In part, it depends on the quality of the ideas of Australia's "best and brightest" coming out of the 2020 Summit, and the willingness of the government to implement them.

The number of people invited could prove unwieldy, and it may also prove to be impossible to form consensus views from the 10 separate groups.

Melbourne University vice-chancellor Prof. Glyn Davis, who will co-chair the summit on April 19-20, claims the event will challenge entrenched views of the government. But, as Mr Rudd has already made clear, no new idea will be able to conflict with Labor Party policy.

Off the agenda

And some things are almost guaranteed not to come out of the April summit, because opposition to some ideas is so entrenched that they will almost certainly be "off the agenda".

There is almost no chance that economists will advocate the nation-continent of Australia re-building a mixed economy which would include a strong local manufacturing base.

There are also unlikely to be any suggestions of Australia harnessing or turning back the great rivers in its north, or of populating some of the country's vast and mostly empty inland.

Nor is there even likely to be a push for a much larger national population.
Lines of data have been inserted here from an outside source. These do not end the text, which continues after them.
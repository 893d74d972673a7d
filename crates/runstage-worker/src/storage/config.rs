use serde::{Deserialize, Serialize};

pub const DEFAULT_S3_REGION: &str = "us-east-1";
pub const DEFAULT_S3_BUCKET: &str = "runstage-archive";

/// Connection settings for the S3-compatible archive store
#[derive(Debug, Clone, Serialize, Deserialize, PartialEq, Eq)]
#[serde(default)]
pub struct StorageConfig {
    pub endpoint: Option<String>,
    pub region: String,
    pub bucket: String,
    pub access_key: String,
    pub secret_key: String,
    pub path_style: bool,
}

impl Default for StorageConfig {
    fn default() -> Self {
        Self {
            endpoint: None,
            region: DEFAULT_S3_REGION.to_string(),
            bucket: DEFAULT_S3_BUCKET.to_string(),
            access_key: "minioadmin".to_string(),
            secret_key: "minioadmin".to_string(),
            path_style: false,
        }
    }
}

impl StorageConfig {
    /// Apply `S3_*` overrides (falling back to the standard `AWS_*` key names)
    pub fn apply_env(&mut self, lookup: &impl Fn(&str) -> Option<String>) {
        if let Some(endpoint) = lookup("S3_ENDPOINT") {
            self.endpoint = Some(endpoint);
        }
        if let Some(region) = lookup("S3_REGION").or_else(|| lookup("AWS_REGION")) {
            self.region = region;
        }
        if let Some(bucket) = lookup("S3_BUCKET") {
            self.bucket = bucket;
        }
        if let Some(key) = lookup("S3_ACCESS_KEY").or_else(|| lookup("AWS_ACCESS_KEY_ID")) {
            self.access_key = key;
        }
        if let Some(secret) =
            lookup("S3_SECRET_KEY").or_else(|| lookup("AWS_SECRET_ACCESS_KEY"))
        {
            self.secret_key = secret;
        }
        if let Some(path_style) = lookup("S3_PATH_STYLE").and_then(|v| v.parse().ok()) {
            self.path_style = path_style;
        }
    }

    /// MinIO-style local endpoint with path-style addressing
    pub fn for_minio(endpoint: impl Into<String>, bucket: impl Into<String>) -> Self {
        Self {
            endpoint: Some(endpoint.into()),
            bucket: bucket.into(),
            path_style: true,
            ..Self::default()
        }
    }

    /// Copy safe to print: credentials are masked
    pub fn redacted(&self) -> Self {
        Self {
            access_key: "***".to_string(),
            secret_key: "***".to_string(),
            ..self.clone()
        }
    }
}
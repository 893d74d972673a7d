//! Inspect: measure a batch's origin directory

use crate::blocking::run_blocking;
use crate::error::{PipelineError, PipelineResult, StepResult};
use crate::steps::{step_output, StepContext, StepDeps, StepHandler, StepKind};
use async_trait::async_trait;
use runstage_common::process::total_size;
use runstage_common::types::DatasetState;
use serde::Serialize;
use serde_json::json;
use std::path::Path;
use tracing::{info, instrument};

/// Regular files under a directory and their apparent size
#[derive(Debug, Clone, Copy, Default, PartialEq, Eq, Serialize)]
pub struct FileCensus {
    pub num_files: u64,
    pub size: u64,
}

/// Count regular files without following symlinks
pub fn file_census(dir: &Path) -> PipelineResult<FileCensus> {
    let mut census = FileCensus::default();
    for entry in walkdir::WalkDir::new(dir) {
        let entry = entry.map_err(|e| PipelineError::Io(std::io::Error::other(e)))?;
        if entry.file_type().is_file() {
            census.num_files += 1;
            census.size += entry
                .metadata()
                .map_err(|e| PipelineError::Io(std::io::Error::other(e)))?
                .len();
        }
    }
    Ok(census)
}

/// The `inspect` step
pub struct InspectStep {
    deps: StepDeps,
}

impl InspectStep {
    pub fn new(deps: StepDeps) -> Self {
        Self { deps }
    }

    async fn execute(&self, ctx: &StepContext) -> PipelineResult<serde_json::Value> {
        let batch = self.deps.api.get_batch(&ctx.correlation_id).await?;
        let origin = batch.origin_path.clone();

        if !origin.is_dir() {
            return Err(PipelineError::Validation(format!(
                "Origin {} is not a directory",
                origin.display()
            )));
        }

        let du_size = total_size(&origin).await?;
        let census = run_blocking(move || file_census(&origin)).await?;

        self.deps
            .api
            .update_batch(
                &ctx.correlation_id,
                json!({
                    "du_size": du_size,
                    "size": census.size,
                    "num_files": census.num_files,
                }),
            )
            .await?;
        self.deps
            .api
            .add_state_to_dataset(&ctx.correlation_id, DatasetState::Inspected)
            .await?;

        info!(du_size, num_files = census.num_files, "Batch inspected");
        Ok(step_output(
            &ctx.correlation_id,
            json!({ "du_size": du_size, "size": census.size, "num_files": census.num_files }),
        ))
    }
}

#[async_trait]
impl StepHandler for InspectStep {
    fn kind(&self) -> StepKind {
        StepKind::Inspect
    }

    #[instrument(skip_all, fields(id = %ctx.correlation_id, attempt = ctx.attempt))]
    async fn run(&self, ctx: StepContext) -> StepResult {
        Ok(self.execute(&ctx).await?)
    }
}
And there is absolutely no chance there will come suggestions on how to tackle an abortion pandemic which denies the country as many as 100,000 new people each year and which is arguably one of the biggest handicaps to economic growth.

On the other hand, an unfettered weekend of discussion in a spirit of goodwill may surprise everyone and produce a flowering of good ideas which politicians, in their short-term vision, often shy away from.